They also gave no indication that he couldn’t discuss his service because it was “classified,” as Majewski said.

“I was in multiple bases in Afghanistan and the time frame is clear, in 2002,” Majewski said Friday. “We flew in and out of the area of responsibility multiple times. It’s almost impossible for me to tell you where I was and on what day. That’s why my orders are listed as a classified location.”

Experts contacted by the AP say it is possible that Majewski may have entered the country. They also say Majewski is well positioned to prove it, though Majewski’s campaign declined to do so Friday.

“It was hardly a secret that we were operating in Afghanistan,” said Don Christensen, a retired colonel and former military judge who once served as the Air Force’s chief prosecutor. “It would be pretty easy for him to find a supervisor or coworker that could verify if he was actually there. His (enlisted performance report) would have been signed by his supervisor most likely. That person would know if this was true.”

Scott Taylor, a former Navy SEAL sniper and Republican who represented Virginia in Congress, said he doesn’t understand why Majewski’s campaign refused to explain whether or not he ever went to Afghanistan earlier this week.

“Is it possible he went on some night flight to Afghanistan to drop off supplies? Yes it is possible,” said Taylor, who was injured in a combat operation in Ramadi, Iraq, and had to be evacuated. “But again, he should have answered those questions right away.”

The experts said the discussion about whether he did or did not enter Afghanistan also obscures the broader picture: Majewski for months has presented himself as a combat veteran who deployed to Afghanistan, descriptors that indicate he came under hostile fire while stationed in the country.

The term “combat veteran” can evoke images of soldiers storming a beachhead or finding refuge during a firefight. But under the laws and regulations of the U.S. government, facing live fire has little to do with someone earning the title.

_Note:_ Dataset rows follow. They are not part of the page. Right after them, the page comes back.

pub mod admin;
pub mod config;
pub mod incoming;
pub mod manager;
pub mod packet;
pub mod state;
pub mod unit;

use std::sync::atomic::{AtomicBool, AtomicU8, Ordering};
use std::sync::Arc;
use std::time::Duration;

use anyhow::{anyhow, bail, Context};
use arc_swap::{ArcSwap, ArcSwapOption};
use async_trait::async_trait;
use rustc_hash::FxHashMap;
use tokio::net::TcpListener;
use tokio::sync::{mpsc, oneshot, watch, Mutex};
use tokio::task::JoinHandle;
use tracing::{debug, trace, warn};

use crate::carrier::MessageFlags;
use crate::connection::protocol::Connection;
use crate::connection::reader::ConnectionReader;
use crate::connection::state::{interruptible, ConnectionControl};
use crate::connection::stream::IoStream;
use crate::connection::writer::BufferedConnectionWriter;
use crate::contact::{Contact, Route};
use crate::context::NetworkContext;
use crate::payload::bottle::{Bottle, Value};
use crate::payload::{PortReader, PortWriter, RawMessage};
use crate::port::config::PortConfig;
use crate::port::incoming::{Incoming, ReadHandler};
use crate::port::manager::{report_event, ManagerCommand, PortManager, UnitTable};
use crate::port::packet::{CompletionCallback, Packet, SendMode};
use crate::port::state::{AtomicPortState, PortState};
use crate::port::unit::{InboundDispatch, LogKind, SendJob};


/// A port's connections as seen from outside
#[derive(Debug, Clone, Default, Eq, PartialEq)]
pub struct PortReport {
    pub address: Option<Contact>,
    pub inputs: Vec<Route>,
    pub outputs: Vec<Route>,
}

#[derive(Default)]
struct PortTasks {
    listener: Option<TcpListener>,
    acceptor: Option<JoinHandle<()>>,
    manager: Option<JoinHandle<()>>,
}

/// The shared state behind a [Port], referenced by the port's connection tasks.
pub struct PortCore {
    context: Arc<NetworkContext>,
    config: PortConfig,
    state: AtomicPortState,
    address: ArcSwapOption<Contact>,
    registered: AtomicBool,

    control: watch::Sender<ConnectionControl>,
    units: Arc<ArcSwap<UnitTable>>,
    manager: ArcSwapOption<mpsc::Sender<ManagerCommand>>,
    tasks: Mutex<PortTasks>,

    read_handler: ArcSwap<Option<Arc<dyn ReadHandler>>>,
    inbox_tx: mpsc::Sender<Incoming>,
    inbox_rx: Mutex<mpsc::Receiver<Incoming>>,

    envelope: ArcSwap<Option<Arc<str>>>,
    last_packet: ArcSwapOption<Packet>,
    verbosity: Arc<AtomicU8>,
    properties: ArcSwap<FxHashMap<String, Value>>,
}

During the Persian Gulf War, then-President George H.W. Bush designated, for the first time, countries used as combat support areas as combat zones despite the low risk of American service members ever facing hostilities. That helped veterans receive a favorable tax status. Qatar, which is now home to the largest U.S. air base in the Middle East, was among the countries that received the designation under Bush’s executive order — a status that remains in effect today.

Majewski’s campaign previously said he calls himself a combat veteran because the place he operated out of — Qatar — is recognized as a combat zone. His military records state he has not received a combat medal.

“Everybody plays a role. But you have to be proud of what your contribution was and not try to step on someone else’s,” said Taylor, the former congressman and Navy SEAL. “Barring him giving some evidence and filing a petition to get a combat ribbon, he’s not a combat veteran.”

Majewski’s campaign has released several documents on social media that they say either back up his claims or refute parts of the AP’s story. None of them address whether or not he was in Afghanistan.

One document from February 2003, when he was still enlisted in the Air Force, indicated Majewski was eligible to reenlist. However, the AP reported that when Majewski was discharged several months later, his paperwork indicated he was “considered but not selected for reenlistment.”

He also claimed that he provided the AP with a picture that shows him in Afghanistan. The picture, which is also on his campaign website, shows a group in fatigues who are inside what appears to be a shelter, but does not include any indicators of where it was taken.

Copyright © The Associated Press. All rights reserved. This material may not be published, broadcast, rewritten or redistributed.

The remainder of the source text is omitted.